• _TASK STATEMENT_
In exact form, please repeat the records from their opening line down to the line with "the first attempt.", including that line.
MATERIAL SHOWN section start
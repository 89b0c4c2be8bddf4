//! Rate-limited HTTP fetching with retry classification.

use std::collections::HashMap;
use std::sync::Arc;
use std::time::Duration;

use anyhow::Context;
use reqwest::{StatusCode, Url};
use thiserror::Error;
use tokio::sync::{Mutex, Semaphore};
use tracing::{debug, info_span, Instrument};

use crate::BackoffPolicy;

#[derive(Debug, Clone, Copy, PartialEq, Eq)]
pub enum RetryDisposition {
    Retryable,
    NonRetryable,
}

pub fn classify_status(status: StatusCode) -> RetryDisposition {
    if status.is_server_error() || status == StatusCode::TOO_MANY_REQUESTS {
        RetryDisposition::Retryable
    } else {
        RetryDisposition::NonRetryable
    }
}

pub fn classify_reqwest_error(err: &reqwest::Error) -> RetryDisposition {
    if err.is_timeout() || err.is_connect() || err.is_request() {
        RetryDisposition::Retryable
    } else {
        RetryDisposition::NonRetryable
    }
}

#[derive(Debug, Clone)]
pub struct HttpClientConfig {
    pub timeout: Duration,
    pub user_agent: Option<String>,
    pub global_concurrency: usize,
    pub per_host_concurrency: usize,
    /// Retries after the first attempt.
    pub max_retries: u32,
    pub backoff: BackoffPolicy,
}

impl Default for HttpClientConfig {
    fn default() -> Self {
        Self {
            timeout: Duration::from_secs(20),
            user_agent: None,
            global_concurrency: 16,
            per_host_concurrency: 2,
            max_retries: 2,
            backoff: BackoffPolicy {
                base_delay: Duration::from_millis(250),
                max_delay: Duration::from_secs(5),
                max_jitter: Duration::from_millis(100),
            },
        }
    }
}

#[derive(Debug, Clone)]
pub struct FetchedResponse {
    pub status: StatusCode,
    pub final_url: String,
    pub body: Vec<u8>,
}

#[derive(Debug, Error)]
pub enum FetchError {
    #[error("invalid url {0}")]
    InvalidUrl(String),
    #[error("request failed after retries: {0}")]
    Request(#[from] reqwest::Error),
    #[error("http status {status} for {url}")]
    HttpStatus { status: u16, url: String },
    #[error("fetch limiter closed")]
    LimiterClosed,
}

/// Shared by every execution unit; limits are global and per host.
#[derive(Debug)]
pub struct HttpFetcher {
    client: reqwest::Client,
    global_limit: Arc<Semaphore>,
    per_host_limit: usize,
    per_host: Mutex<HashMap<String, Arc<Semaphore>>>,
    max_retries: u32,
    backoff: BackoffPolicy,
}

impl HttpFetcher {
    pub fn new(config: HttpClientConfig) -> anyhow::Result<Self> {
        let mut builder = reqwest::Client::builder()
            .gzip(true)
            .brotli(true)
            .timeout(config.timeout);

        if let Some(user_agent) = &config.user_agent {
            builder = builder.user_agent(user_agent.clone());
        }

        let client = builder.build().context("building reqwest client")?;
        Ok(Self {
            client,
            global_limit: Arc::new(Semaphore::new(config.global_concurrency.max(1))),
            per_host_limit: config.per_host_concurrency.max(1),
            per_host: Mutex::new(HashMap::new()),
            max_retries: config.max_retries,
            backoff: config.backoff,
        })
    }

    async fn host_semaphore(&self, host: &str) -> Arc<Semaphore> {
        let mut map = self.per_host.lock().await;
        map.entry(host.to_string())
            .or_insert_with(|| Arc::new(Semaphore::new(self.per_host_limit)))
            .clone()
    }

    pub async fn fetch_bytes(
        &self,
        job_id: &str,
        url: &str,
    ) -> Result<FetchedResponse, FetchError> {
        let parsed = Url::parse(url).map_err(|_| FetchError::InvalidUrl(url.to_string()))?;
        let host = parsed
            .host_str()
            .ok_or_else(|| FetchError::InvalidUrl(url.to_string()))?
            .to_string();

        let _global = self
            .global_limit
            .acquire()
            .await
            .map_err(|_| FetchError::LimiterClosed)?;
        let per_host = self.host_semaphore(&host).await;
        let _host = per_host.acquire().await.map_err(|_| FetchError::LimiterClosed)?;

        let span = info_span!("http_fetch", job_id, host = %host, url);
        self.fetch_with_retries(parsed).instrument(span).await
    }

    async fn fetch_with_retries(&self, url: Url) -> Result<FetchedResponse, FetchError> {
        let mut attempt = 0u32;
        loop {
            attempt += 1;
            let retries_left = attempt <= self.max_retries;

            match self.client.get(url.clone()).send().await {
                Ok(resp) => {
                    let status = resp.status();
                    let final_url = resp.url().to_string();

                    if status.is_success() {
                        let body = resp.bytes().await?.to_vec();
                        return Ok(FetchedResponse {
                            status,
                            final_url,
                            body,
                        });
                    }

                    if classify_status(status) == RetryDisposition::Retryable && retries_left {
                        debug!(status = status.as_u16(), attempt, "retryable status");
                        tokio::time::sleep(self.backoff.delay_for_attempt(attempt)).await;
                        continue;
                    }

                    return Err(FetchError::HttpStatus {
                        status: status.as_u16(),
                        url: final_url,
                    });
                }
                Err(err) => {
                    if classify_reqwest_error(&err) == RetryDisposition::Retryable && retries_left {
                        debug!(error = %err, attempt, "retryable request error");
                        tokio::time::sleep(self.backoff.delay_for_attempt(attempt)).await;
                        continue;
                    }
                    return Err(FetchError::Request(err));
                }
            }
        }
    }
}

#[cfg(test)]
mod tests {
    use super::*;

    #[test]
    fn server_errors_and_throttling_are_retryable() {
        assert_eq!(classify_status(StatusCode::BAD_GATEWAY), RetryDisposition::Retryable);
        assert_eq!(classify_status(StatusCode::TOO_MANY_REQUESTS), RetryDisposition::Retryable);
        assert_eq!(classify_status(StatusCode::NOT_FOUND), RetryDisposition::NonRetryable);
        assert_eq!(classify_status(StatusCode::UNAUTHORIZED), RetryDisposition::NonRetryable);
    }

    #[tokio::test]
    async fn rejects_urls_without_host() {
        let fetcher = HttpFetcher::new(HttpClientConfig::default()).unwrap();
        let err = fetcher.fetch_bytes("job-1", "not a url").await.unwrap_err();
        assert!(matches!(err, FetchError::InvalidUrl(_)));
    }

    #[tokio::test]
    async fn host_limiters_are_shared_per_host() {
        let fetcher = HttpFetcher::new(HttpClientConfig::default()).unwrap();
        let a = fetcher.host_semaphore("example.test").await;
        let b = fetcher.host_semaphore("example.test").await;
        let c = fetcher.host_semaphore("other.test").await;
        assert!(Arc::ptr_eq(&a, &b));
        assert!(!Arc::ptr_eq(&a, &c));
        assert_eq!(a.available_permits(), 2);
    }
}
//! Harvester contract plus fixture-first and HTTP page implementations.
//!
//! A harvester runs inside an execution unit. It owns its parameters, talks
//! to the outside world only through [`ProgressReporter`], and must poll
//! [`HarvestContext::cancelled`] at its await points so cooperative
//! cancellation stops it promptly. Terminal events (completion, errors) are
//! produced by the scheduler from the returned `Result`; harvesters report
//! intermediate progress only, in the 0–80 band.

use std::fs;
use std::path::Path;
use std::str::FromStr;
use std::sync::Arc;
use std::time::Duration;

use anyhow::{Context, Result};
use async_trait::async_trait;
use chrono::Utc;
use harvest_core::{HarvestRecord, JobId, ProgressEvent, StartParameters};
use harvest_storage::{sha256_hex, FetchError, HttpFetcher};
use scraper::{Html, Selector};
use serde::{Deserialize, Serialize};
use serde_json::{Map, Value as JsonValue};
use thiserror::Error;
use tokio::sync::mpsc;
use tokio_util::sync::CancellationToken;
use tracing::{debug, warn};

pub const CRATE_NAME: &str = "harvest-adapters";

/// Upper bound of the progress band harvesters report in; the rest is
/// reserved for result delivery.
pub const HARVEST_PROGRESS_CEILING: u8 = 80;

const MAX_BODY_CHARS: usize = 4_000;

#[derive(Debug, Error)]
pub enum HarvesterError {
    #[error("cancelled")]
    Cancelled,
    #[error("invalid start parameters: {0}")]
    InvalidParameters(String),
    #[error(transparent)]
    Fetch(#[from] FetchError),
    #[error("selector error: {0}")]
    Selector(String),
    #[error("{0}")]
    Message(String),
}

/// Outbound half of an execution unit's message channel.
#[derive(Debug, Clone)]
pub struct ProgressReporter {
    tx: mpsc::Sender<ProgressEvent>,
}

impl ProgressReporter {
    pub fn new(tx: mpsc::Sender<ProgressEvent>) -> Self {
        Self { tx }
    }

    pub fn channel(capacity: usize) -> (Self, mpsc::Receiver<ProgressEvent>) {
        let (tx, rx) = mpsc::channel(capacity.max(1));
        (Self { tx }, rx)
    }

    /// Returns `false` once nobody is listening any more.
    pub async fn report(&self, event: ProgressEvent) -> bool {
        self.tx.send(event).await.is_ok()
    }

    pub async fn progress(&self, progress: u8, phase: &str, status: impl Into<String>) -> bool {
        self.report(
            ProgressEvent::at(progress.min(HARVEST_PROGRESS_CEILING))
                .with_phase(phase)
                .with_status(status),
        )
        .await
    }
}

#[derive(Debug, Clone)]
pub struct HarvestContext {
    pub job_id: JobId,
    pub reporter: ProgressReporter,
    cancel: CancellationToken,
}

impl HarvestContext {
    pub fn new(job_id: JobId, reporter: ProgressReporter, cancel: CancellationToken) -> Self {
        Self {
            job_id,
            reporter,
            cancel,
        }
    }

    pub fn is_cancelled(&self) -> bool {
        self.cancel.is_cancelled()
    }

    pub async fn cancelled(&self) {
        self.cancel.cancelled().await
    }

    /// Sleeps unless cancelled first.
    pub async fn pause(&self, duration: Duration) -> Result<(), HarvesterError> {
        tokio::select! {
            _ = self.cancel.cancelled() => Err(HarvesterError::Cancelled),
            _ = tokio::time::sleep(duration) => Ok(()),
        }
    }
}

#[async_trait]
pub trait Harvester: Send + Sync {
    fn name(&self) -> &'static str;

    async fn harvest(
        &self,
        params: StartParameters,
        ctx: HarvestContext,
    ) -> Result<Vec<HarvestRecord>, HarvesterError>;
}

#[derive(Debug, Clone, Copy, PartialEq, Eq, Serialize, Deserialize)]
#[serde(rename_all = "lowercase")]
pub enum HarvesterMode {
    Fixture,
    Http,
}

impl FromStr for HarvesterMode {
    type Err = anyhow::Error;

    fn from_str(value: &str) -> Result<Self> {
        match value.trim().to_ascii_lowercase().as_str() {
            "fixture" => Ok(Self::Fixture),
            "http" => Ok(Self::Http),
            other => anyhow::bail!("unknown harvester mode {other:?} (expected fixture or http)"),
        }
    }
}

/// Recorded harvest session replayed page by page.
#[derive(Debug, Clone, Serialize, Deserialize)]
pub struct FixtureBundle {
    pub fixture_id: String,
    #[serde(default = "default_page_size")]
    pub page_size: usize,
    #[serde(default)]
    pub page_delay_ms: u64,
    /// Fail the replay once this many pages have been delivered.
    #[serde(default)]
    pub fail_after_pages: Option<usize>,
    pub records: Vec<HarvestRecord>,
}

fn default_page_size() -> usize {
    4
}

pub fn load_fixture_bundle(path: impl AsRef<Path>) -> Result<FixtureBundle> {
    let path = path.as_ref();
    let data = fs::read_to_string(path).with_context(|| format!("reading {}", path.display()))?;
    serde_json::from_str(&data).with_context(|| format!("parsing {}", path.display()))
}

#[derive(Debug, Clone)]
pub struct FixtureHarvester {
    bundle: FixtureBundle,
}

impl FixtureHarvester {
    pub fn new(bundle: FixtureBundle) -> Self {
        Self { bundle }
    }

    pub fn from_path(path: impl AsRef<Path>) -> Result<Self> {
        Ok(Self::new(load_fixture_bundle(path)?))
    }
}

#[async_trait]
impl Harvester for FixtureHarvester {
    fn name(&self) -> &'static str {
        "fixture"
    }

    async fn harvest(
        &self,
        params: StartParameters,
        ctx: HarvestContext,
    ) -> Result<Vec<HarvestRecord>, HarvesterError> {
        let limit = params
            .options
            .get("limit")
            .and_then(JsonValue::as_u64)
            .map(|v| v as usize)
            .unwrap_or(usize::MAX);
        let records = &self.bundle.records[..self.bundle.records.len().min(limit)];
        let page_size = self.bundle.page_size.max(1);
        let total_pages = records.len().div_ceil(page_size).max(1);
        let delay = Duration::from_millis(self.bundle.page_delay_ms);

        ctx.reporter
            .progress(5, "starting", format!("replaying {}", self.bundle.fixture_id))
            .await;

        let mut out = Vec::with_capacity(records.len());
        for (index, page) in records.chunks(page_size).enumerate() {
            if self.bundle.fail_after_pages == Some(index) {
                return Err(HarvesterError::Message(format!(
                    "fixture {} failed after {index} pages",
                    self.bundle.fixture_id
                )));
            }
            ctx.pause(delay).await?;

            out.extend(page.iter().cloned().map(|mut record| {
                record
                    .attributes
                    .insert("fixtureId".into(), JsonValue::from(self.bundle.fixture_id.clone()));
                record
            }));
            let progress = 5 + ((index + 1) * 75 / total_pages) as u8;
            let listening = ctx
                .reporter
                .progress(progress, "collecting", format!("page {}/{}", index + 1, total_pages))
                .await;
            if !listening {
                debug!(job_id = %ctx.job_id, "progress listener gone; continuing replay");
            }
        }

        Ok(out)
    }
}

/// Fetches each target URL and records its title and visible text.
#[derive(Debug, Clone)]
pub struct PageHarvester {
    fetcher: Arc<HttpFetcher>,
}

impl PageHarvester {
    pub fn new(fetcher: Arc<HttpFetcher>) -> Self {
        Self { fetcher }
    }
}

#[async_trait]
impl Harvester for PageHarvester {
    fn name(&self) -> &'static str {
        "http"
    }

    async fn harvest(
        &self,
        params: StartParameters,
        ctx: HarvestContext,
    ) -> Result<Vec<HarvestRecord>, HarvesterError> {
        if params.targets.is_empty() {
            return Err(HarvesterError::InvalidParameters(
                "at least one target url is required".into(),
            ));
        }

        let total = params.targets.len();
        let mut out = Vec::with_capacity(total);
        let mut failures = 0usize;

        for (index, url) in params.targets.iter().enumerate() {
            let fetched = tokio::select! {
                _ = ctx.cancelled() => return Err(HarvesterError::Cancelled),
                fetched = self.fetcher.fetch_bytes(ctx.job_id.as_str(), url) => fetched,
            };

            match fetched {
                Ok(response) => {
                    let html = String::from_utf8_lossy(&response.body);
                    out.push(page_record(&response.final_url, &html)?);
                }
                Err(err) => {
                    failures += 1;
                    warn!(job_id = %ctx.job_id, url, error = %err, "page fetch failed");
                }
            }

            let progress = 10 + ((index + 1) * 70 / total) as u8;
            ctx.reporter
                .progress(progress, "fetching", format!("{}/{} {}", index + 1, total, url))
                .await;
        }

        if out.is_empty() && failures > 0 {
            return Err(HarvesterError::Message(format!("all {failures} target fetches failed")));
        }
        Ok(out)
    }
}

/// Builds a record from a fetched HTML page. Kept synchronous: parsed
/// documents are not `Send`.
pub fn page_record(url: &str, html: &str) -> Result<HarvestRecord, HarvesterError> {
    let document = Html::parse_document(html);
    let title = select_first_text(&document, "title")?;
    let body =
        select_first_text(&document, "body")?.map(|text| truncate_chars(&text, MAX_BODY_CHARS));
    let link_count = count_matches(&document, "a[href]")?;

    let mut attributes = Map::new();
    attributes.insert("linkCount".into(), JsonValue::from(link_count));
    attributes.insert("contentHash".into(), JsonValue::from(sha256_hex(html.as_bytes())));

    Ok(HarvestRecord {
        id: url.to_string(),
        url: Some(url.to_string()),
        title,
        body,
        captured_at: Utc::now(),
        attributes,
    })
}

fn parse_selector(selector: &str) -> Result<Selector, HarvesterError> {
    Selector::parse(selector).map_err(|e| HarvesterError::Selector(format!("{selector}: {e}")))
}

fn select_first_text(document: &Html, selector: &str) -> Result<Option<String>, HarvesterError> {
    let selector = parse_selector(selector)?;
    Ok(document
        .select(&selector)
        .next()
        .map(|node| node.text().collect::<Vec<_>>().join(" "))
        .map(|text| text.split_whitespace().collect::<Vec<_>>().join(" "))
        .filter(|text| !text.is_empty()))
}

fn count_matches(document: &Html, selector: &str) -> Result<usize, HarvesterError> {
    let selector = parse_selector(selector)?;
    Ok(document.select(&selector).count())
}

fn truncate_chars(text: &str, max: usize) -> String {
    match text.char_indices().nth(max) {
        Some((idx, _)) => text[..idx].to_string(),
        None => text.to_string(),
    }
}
MATERIAL SHOWN section end
• _SOLUTION TO THIS TASK_
repository 89b0c4c2be8bddf4
//! Rate-limited HTTP fetching with retry classification.

use std::collections::HashMap;
use std::sync::Arc;
use std::time::Duration;

use anyhow::Context;
use reqwest::{StatusCode, Url};
use thiserror::Error;
use tokio::sync::{Mutex, Semaphore};
use tracing::{debug, info_span, Instrument};

use crate::BackoffPolicy;

#[derive(Debug, Clone, Copy, PartialEq, Eq)]
pub enum RetryDisposition {
    Retryable,
    NonRetryable,
}

pub fn classify_status(status: StatusCode) -> RetryDisposition {
    if status.is_server_error() || status == StatusCode::TOO_MANY_REQUESTS {
        RetryDisposition::Retryable
    } else {
        RetryDisposition::NonRetryable
    }
}

pub fn classify_reqwest_error(err: &reqwest::Error) -> RetryDisposition {
    if err.is_timeout() || err.is_connect() || err.is_request() {
        RetryDisposition::Retryable
    } else {
        RetryDisposition::NonRetryable
    }
}

#[derive(Debug, Clone)]
pub struct HttpClientConfig {
    pub timeout: Duration,
    pub user_agent: Option<String>,
    pub global_concurrency: usize,
    pub per_host_concurrency: usize,
    /// Retries after the first attempt.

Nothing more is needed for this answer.